Em essência, é este um processo antiartístico, embora bons filmes tenham sido produzidos assim. O cenarista e o diretor, num cinema que tendesse à arte, são um ou pelo menos dois dos indivíduos em acordo visual perfeito, como no caso recente de Gene Solon e Lewis Milestone em Carícia fatal (Míce and Men). Irei lembrando, à medida que o público e eu formos nos adaptando ao modo destas crônicas, que os maiores filmes da história do cinema obedeceram a este critério, como Luzes da ribalta, de Chaplin, ou o Couraçado Potemkin, de Eisenstein.
 
Porque dentro do programa que me fiz, estas crônicas, sem sair da atualidade, recorrerão constantemente ao retrospecto, para que melhor se compare o falso cinema acomodatício do presente com um grande passado de cinema-arte. 

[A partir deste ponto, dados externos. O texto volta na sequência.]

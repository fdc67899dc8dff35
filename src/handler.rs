use std::time::Instant;

use crossterm::event::{
    KeyCode, KeyEvent, KeyEventKind, KeyModifiers, MouseButton, MouseEvent, MouseEventKind,
};

use crate::app::App;
use crate::components::help::HelpOverlay;
use crate::folder::browser::ViewMode;
use crate::folder::dialog::ActiveDialog;
use crate::folder::input::TextInput;
use crate::folder::menu::ContextAction;
use crate::folder::selection::PointerButton;

/// Handle a key event. The innermost open layer gets it first: help, menu,
/// dialog, address bar, filter, then the listing.
pub fn handle_key_event(app: &mut App, key: KeyEvent) {
    if key.kind != KeyEventKind::Press {
        return;
    }
    if key.code == KeyCode::Char('c') && key.modifiers.contains(KeyModifiers::CONTROL) {
        app.quit();
        return;
    }

    if app.show_help {
        handle_help_key(app, key);
    } else if app.menu.is_some() {
        handle_menu_key(app, key);
    } else if app.dialog.is_open() {
        handle_dialog_key(app, key);
    } else if app.address_typing() {
        handle_address_key(app, key);
    } else if app.browser.filtering {
        handle_filter_key(app, key);
    } else {
        handle_normal_key(app, key);
    }
}

fn handle_help_key(app: &mut App, key: KeyEvent) {
    match key.code {
        KeyCode::Esc | KeyCode::Char('?') | KeyCode::Char('q') => {
            app.show_help = false;
            app.help_scroll = 0;
        }
        KeyCode::Down | KeyCode::Char('j') => {
            app.help_scroll = (app.help_scroll + 1).min(HelpOverlay::total_lines());
        }
        KeyCode::Up | KeyCode::Char('k') => app.help_scroll = app.help_scroll.saturating_sub(1),
        _ => {}
    }
}

fn handle_menu_key(app: &mut App, key: KeyEvent) {
    let Some(menu) = app.menu.as_mut() else {
        return;
    };
    match key.code {
        KeyCode::Down | KeyCode::Char('j') | KeyCode::Tab => menu.next(),
        KeyCode::Up | KeyCode::Char('k') | KeyCode::BackTab => menu.previous(),
        KeyCode::Enter => app.activate_menu(),
        KeyCode::Esc | KeyCode::Char('q') => app.close_menu(),
        _ => {}
    }
}

/// Line editing shared by the dialog input and the address bar.
fn edit_input(input: &mut TextInput, code: KeyCode) -> bool {
    match code {
        KeyCode::Char(c) => input.insert(c),
        KeyCode::Backspace => input.backspace(),
        KeyCode::Left => input.left(),
        KeyCode::Right => input.right(),
        KeyCode::Home => input.home(),
        KeyCode::End => input.end(),
        _ => return false,
    }
    true
}

fn handle_dialog_key(app: &mut App, key: KeyEvent) {
    if key.code == KeyCode::Esc {
        app.cancel_dialog();
        return;
    }
    if key.code == KeyCode::Enter {
        app.submit_dialog();
        return;
    }

    match &app.dialog.active {
        dialog if dialog.takes_text() => {
            if edit_input(&mut app.dialog.input, key.code) {
                app.dialog.error = None;
            }
        }
        ActiveDialog::Transfer { .. } => match key.code {
            KeyCode::Down | KeyCode::Char('j') => app.picker_move_focus(1),
            KeyCode::Up | KeyCode::Char('k') => app.picker_move_focus(-1),
            KeyCode::Right | KeyCode::Char('l') => app.picker_open(),
            KeyCode::Left | KeyCode::Char('h') | KeyCode::Backspace => app.picker_go_up(),
            KeyCode::Char(' ') => app.picker_toggle(),
            _ => {}
        },
        ActiveDialog::ChangeIcon { .. } => match key.code {
            KeyCode::Right | KeyCode::Char('l') | KeyCode::Down | KeyCode::Char('j') => {
                app.dialog.cycle_icon(1)
            }
            KeyCode::Left | KeyCode::Char('h') | KeyCode::Up | KeyCode::Char('k') => {
                app.dialog.cycle_icon(-1)
            }
            _ => {}
        },
        ActiveDialog::Delete { .. } => match key.code {
            KeyCode::Char('y') => app.submit_dialog(),
            KeyCode::Char('n') => app.cancel_dialog(),
            _ => {}
        },
        _ => {}
    }
}

fn handle_address_key(app: &mut App, key: KeyEvent) {
    match key.code {
        KeyCode::Enter => app.submit_address(),
        KeyCode::Esc => app.cancel_address(),
        code => {
            if let Some(input) = app.browser.address.input_mut() {
                edit_input(input, code);
            }
        }
    }
}

fn handle_filter_key(app: &mut App, key: KeyEvent) {
    match key.code {
        KeyCode::Enter => app.end_filter(true),
        KeyCode::Esc => app.end_filter(false),
        KeyCode::Backspace => app.filter_pop(),
        KeyCode::Char(c) => app.filter_push(c),
        _ => {}
    }
}

fn handle_normal_key(app: &mut App, key: KeyEvent) {
    let ctrl = key.modifiers.contains(KeyModifiers::CONTROL);
    let shift = key.modifiers.contains(KeyModifiers::SHIFT);
    let step = app.line_step() as isize;
    let view = app.browser.view;

    match key.code {
        KeyCode::Char('q') => app.quit(),
        KeyCode::Char('?') => app.show_help = true,
        KeyCode::Char('l') if ctrl => app.begin_address_edit(),
        KeyCode::Char('f') if ctrl => app.begin_search(),
        KeyCode::Char('a') if ctrl => app.select_all(),

        // Focus
        KeyCode::Down | KeyCode::Char('j') => app.move_focus(step, shift),
        KeyCode::Up | KeyCode::Char('k') => app.move_focus(-step, shift),
        KeyCode::Char('J') => app.move_focus(step, true),
        KeyCode::Char('K') => app.move_focus(-step, true),
        KeyCode::Right | KeyCode::Char('l') => match view {
            ViewMode::Grid => app.move_focus(1, shift),
            ViewMode::List => app.open_focused(),
            ViewMode::Tree => app.expand_focused(),
        },
        KeyCode::Left | KeyCode::Char('h') => match view {
            ViewMode::Grid => app.move_focus(-1, shift),
            ViewMode::List => app.go_up(),
            ViewMode::Tree => app.collapse_focused(),
        },
        KeyCode::Home | KeyCode::Char('g') => app.browser.focus_first(),
        KeyCode::End | KeyCode::Char('G') => app.browser.focus_last(),
        KeyCode::PageDown => app.move_focus(step * 10, shift),
        KeyCode::PageUp => app.move_focus(-step * 10, shift),

        // Navigation
        KeyCode::Enter => app.open_focused(),
        KeyCode::Backspace => app.go_up(),
        KeyCode::Char('R') | KeyCode::F(5) => app.refresh(),
        KeyCode::Char('L') if view == ViewMode::Tree => app.reload_focused(),
        KeyCode::Char('e') => app.begin_address_edit(),
        KeyCode::Char('/') => app.begin_filter(),
        KeyCode::Char('v') => app.cycle_view(),
        KeyCode::Char('s') => app.cycle_sort(),

        // Selection
        KeyCode::Char(' ') => app.toggle_focused(),
        KeyCode::Char('a') => app.select_all(),
        KeyCode::Esc => app.clear_selection(),

        // Actions
        KeyCode::Tab => {
            let anchor = app.focus_anchor();
            app.open_menu(anchor);
        }
        KeyCode::Char('n') => app.run_action(ContextAction::NewFolder),
        KeyCode::Char('r') | KeyCode::F(2) => app.run_action(ContextAction::Rename),
        KeyCode::Char('m') => app.run_action(ContextAction::Move),
        KeyCode::Char('y') => app.run_action(ContextAction::Copy),
        KeyCode::Char('d') | KeyCode::Delete => app.run_action(ContextAction::Delete),
        KeyCode::Char('c') => app.run_action(ContextAction::Comment),
        KeyCode::Char('i') => app.run_action(ContextAction::ChangeIcon),
        KeyCode::Char('D') => app.run_action(ContextAction::Details),
        _ => {}
    }
}

fn pointer_button(button: MouseButton) -> PointerButton {
    match button {
        MouseButton::Left => PointerButton::Primary,
        MouseButton::Right => PointerButton::Secondary,
        MouseButton::Middle => PointerButton::Middle,
    }
}

/// Handle a mouse event.
pub fn handle_mouse_event(app: &mut App, mouse: MouseEvent, now: Instant) {
    let ctrl = mouse.modifiers.contains(KeyModifiers::CONTROL);
    let shift = mouse.modifiers.contains(KeyModifiers::SHIFT);
    match mouse.kind {
        MouseEventKind::Down(button) => app.mouse_down(
            mouse.column,
            mouse.row,
            pointer_button(button),
            ctrl,
            shift,
            now,
        ),
        MouseEventKind::Drag(MouseButton::Left) => app.mouse_drag(mouse.column, mouse.row),
        MouseEventKind::Up(MouseButton::Left) => app.mouse_up(now),
        MouseEventKind::ScrollDown => app.scroll_by(1),
        MouseEventKind::ScrollUp => app.scroll_by(-1),
        _ => {}
    }
}

#[cfg(test)]
mod tests {
    use super::*;
    use crate::config::AppConfig;
    use crate::dispatch::{Request, Target};
    use crate::event::ApiEvent;
    use crate::folder::item::FolderItem;

    fn key(code: KeyCode) -> KeyEvent {
        KeyEvent::new(code, KeyModifiers::NONE)
    }

    fn ctrl(c: char) -> KeyEvent {
        KeyEvent::new(KeyCode::Char(c), KeyModifiers::CONTROL)
    }

    fn loaded_app() -> App {
        let mut config = AppConfig::default();
        config.general.root_path = Some("/Root".into());
        config.browser.view = Some("list".into());
        let mut app = App::new(&config);
        app.start("/Root");
        let Some(Request::List {
            generation, path, ..
        }) = app.take_requests().pop()
        else {
            panic!("expected list request");
        };
        app.handle_api(ApiEvent::Listed {
            target: Target::Main,
            generation,
            path,
            result: Ok(vec![
                FolderItem::folder("a", "/Root", "Acme"),
                FolderItem::folder("b", "/Root", "Beta"),
                FolderItem::file("f", "/Root", "notes.txt"),
            ]),
        });
        app
    }

    #[test]
    fn q_and_ctrl_c_quit() {
        let mut app = loaded_app();
        handle_key_event(&mut app, key(KeyCode::Char('q')));
        assert!(app.should_quit);

        let mut app = loaded_app();
        handle_key_event(&mut app, ctrl('c'));
        assert!(app.should_quit);
    }

    #[test]
    fn dialog_captures_typing() {
        let mut app = loaded_app();
        handle_key_event(&mut app, key(KeyCode::Char('n')));
        assert!(matches!(app.dialog.active, ActiveDialog::NewFolder { .. }));
        for c in "q1".chars() {
            handle_key_event(&mut app, key(KeyCode::Char(c)));
        }
        assert!(!app.should_quit);
        assert_eq!(app.dialog.input.value, "q1");
        handle_key_event(&mut app, key(KeyCode::Esc));
        assert!(!app.dialog.is_open());
    }

    #[test]
    fn space_and_shift_move_build_selection() {
        let mut app = loaded_app();
        handle_key_event(&mut app, key(KeyCode::Char(' ')));
        assert_eq!(app.browser.selection.len(), 1);
        handle_key_event(&mut app, KeyEvent::new(KeyCode::Down, KeyModifiers::SHIFT));
        handle_key_event(&mut app, KeyEvent::new(KeyCode::Down, KeyModifiers::SHIFT));
        assert_eq!(app.browser.selection.len(), 3);
        handle_key_event(&mut app, key(KeyCode::Esc));
        assert!(app.browser.selection.is_empty());
    }

    #[test]
    fn enter_opens_folder_in_list_view() {
        let mut app = loaded_app();
        handle_key_event(&mut app, key(KeyCode::Enter));
        assert_eq!(app.browser.current_path, "/Root/Acme");
        handle_key_event(&mut app, key(KeyCode::Backspace));
        assert_eq!(app.browser.current_path, "/Root");
    }

    #[test]
    fn filter_mode_consumes_letters() {
        let mut app = loaded_app();
        handle_key_event(&mut app, key(KeyCode::Char('/')));
        handle_key_event(&mut app, key(KeyCode::Char('b')));
        assert_eq!(app.browser.filter, "b");
        assert_eq!(app.browser.rows().len(), 1);
        handle_key_event(&mut app, key(KeyCode::Enter));
        assert!(!app.browser.filtering);
        assert_eq!(app.browser.filter, "b");
    }

    #[test]
    fn tab_opens_menu_and_esc_closes_it() {
        let mut app = loaded_app();
        handle_key_event(&mut app, key(KeyCode::Tab));
        let menu = app.menu.as_ref().expect("menu open");
        assert_eq!(menu.actions[0], ContextAction::Open);
        handle_key_event(&mut app, key(KeyCode::Down));
        assert_eq!(app.menu.as_ref().unwrap().focus, 1);
        handle_key_event(&mut app, key(KeyCode::Esc));
        assert!(app.menu.is_none());
    }

    #[test]
    fn address_edit_routes_keys_to_input() {
        let mut app = loaded_app();
        handle_key_event(&mut app, key(KeyCode::Char('e')));
        assert!(app.address_typing());
        handle_key_event(&mut app, key(KeyCode::Char('/')));
        handle_key_event(&mut app, key(KeyCode::Char('x')));
        assert_eq!(app.browser.address.input().unwrap().value, "/Root/x");
        handle_key_event(&mut app, key(KeyCode::Esc));
        assert!(!app.address_typing());
        assert!(!app.browser.filtering);
    }

    #[test]
    fn help_toggles() {
        let mut app = loaded_app();
        handle_key_event(&mut app, key(KeyCode::Char('?')));
        assert!(app.show_help);
        handle_key_event(&mut app, key(KeyCode::Char('j')));
        assert_eq!(app.help_scroll, 1);
        handle_key_event(&mut app, key(KeyCode::Esc));
        assert!(!app.show_help);
    }

    #[test]
    fn release_events_are_ignored() {
        let mut app = loaded_app();
        let mut release = key(KeyCode::Char('q'));
        release.kind = KeyEventKind::Release;
        handle_key_event(&mut app, release);
        assert!(!app.should_quit);
    }
}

O morro dos ventos uivantes, que o diretor William Wyler fez para Samuel Goldwyn, e que o Odeon reprisou, é um filme, sem favor, que merece ser revisto. Cenarizado do romance de Emily Bronte Withering Heights, obra mestre da literatura de todos os tempos, fizeram-lhe os cenaristas Charles Mac Arthur e Bret Heart, que foram também os nomes de Crime sem paixão, um cenário de primeira ordem, compreendendo a primeira metade do cinema, desde o aparecimento de Heatclif até a morte de Kathy. 

O filme, naturalmente, está longe do romance, que é uma dessas criações primorosas, um momento excepcionalmente feliz do romance no se parafrasear o famoso paradoxo de Mallarmé sobre a dançarina: "La danseuse n'est pas une femme que danse, car elle n'est point une femme, et elle ne danse pas."

Também o ator em cinema não é um indivíduo que representa, porque ele não é um ator, e não representa nunca.